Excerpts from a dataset
● ● ● ● ● ● ●
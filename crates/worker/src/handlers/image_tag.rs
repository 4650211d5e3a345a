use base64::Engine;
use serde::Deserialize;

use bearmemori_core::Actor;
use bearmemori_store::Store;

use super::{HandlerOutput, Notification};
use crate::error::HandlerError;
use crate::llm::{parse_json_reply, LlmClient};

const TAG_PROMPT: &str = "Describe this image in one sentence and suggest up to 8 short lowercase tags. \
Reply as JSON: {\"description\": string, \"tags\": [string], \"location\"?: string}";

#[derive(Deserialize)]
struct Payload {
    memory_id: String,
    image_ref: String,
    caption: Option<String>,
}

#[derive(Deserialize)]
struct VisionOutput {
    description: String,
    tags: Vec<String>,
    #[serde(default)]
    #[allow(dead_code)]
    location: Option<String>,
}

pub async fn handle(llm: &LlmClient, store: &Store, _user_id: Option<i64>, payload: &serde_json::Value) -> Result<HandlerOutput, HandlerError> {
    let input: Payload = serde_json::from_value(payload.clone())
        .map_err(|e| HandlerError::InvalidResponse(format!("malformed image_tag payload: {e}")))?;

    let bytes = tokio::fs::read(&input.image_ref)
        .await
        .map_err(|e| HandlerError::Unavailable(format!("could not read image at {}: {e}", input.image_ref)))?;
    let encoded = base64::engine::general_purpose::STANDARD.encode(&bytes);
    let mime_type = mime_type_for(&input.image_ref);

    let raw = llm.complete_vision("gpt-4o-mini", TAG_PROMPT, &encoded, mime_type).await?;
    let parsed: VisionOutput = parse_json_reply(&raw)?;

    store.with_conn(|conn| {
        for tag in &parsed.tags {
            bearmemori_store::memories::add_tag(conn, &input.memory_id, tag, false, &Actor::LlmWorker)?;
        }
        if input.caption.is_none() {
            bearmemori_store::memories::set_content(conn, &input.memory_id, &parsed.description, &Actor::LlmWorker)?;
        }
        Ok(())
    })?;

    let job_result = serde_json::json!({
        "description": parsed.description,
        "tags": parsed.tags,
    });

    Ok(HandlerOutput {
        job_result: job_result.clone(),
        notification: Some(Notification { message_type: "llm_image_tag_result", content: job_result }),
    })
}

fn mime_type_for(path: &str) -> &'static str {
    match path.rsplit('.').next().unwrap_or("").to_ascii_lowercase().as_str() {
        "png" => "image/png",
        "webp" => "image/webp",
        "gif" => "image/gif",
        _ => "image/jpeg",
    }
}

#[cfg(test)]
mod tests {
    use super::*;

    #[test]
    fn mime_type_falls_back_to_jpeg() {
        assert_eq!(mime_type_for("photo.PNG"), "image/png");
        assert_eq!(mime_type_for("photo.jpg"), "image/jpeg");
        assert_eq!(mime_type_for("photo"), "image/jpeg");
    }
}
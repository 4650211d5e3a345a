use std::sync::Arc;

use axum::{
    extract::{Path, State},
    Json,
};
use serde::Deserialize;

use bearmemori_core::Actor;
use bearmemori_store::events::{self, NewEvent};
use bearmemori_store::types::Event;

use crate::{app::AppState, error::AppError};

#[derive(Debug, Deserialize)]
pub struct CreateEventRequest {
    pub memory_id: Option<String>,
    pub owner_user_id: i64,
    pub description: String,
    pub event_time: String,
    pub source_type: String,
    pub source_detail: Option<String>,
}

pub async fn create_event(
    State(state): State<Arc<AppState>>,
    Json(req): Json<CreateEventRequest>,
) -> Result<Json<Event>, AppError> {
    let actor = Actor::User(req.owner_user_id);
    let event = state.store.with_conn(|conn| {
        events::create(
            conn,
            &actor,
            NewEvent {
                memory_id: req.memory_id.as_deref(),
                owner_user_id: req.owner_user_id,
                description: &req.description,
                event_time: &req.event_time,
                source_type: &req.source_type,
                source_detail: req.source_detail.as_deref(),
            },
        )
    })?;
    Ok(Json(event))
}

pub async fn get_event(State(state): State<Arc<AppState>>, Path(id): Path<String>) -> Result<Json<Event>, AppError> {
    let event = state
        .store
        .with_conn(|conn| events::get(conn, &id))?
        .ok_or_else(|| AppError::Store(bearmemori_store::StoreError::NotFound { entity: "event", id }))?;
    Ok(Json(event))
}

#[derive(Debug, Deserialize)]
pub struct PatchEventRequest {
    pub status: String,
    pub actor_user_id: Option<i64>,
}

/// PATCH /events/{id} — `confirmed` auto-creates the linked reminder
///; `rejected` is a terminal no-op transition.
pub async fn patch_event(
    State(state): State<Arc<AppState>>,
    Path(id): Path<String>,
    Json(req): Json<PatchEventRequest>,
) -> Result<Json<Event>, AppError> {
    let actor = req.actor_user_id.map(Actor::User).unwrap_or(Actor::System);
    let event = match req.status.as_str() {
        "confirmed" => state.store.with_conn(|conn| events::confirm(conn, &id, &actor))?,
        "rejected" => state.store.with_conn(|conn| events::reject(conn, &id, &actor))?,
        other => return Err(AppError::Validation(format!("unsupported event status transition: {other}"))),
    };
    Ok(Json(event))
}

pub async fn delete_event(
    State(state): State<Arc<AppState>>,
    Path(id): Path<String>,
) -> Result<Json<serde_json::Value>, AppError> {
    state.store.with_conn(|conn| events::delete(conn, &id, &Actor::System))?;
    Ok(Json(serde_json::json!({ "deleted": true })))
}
● ● ● ● ● ● ●
### The task
Write the opening line of the data above and every line after it, exactly, stopping once you have written the line with "fn mime_type_for(path: &str)".

### Response to the exercise
filename crates/worker/src/handlers/image_tag.rs
repository 4650211d5e3a345a
use base64::Engine;
use serde::Deserialize;

use bearmemori_core::Actor;
use bearmemori_store::Store;

use super::{HandlerOutput, Notification};
use crate::error::HandlerError;
use crate::llm::{parse_json_reply, LlmClient};

const TAG_PROMPT: &str = "Describe this image in one sentence and suggest up to 8 short lowercase tags. \
Reply as JSON: {\"description\": string, \"tags\": [string], \"location\"?: string}";

#[derive(Deserialize)]
struct Payload {
    memory_id: String,
    image_ref: String,
    caption: Option<String>,
}

#[derive(Deserialize)]
struct VisionOutput {
    description: String,
    tags: Vec<String>,
    #[serde(default)]
    #[allow(dead_code)]
    location: Option<String>,
}

pub async fn handle(llm: &LlmClient, store: &Store, _user_id: Option<i64>, payload: &serde_json::Value) -> Result<HandlerOutput, HandlerError> {
    let input: Payload = serde_json::from_value(payload.clone())
        .map_err(|e| HandlerError::InvalidResponse(format!("malformed image_tag payload: {e}")))?;

    let bytes = tokio::fs::read(&input.image_ref)
        .await
        .map_err(|e| HandlerError::Unavailable(format!("could not read image at {}: {e}", input.image_ref)))?;
    let encoded = base64::engine::general_purpose::STANDARD.encode(&bytes);
    let mime_type = mime_type_for(&input.image_ref);

    let raw = llm.complete_vision("gpt-4o-mini", TAG_PROMPT, &encoded, mime_type).await?;
    let parsed: VisionOutput = parse_json_reply(&raw)?;

    store.with_conn(|conn| {
        for tag in &parsed.tags {
            bearmemori_store::memories::add_tag(conn, &input.memory_id, tag, false, &Actor::LlmWorker)?;
        }
        if input.caption.is_none() {
            bearmemori_store::memories::set_content(conn, &input.memory_id, &parsed.description, &Actor::LlmWorker)?;
        }
        Ok(())
    })?;

    let job_result = serde_json::json!({
        "description": parsed.description,
        "tags": parsed.tags,
    });

    Ok(HandlerOutput {
        job_result: job_result.clone(),
        notification: Some(Notification { message_type: "llm_image_tag_result", content: job_result }),
    })
}

fn mime_type_for(path: &str) -> &'static str {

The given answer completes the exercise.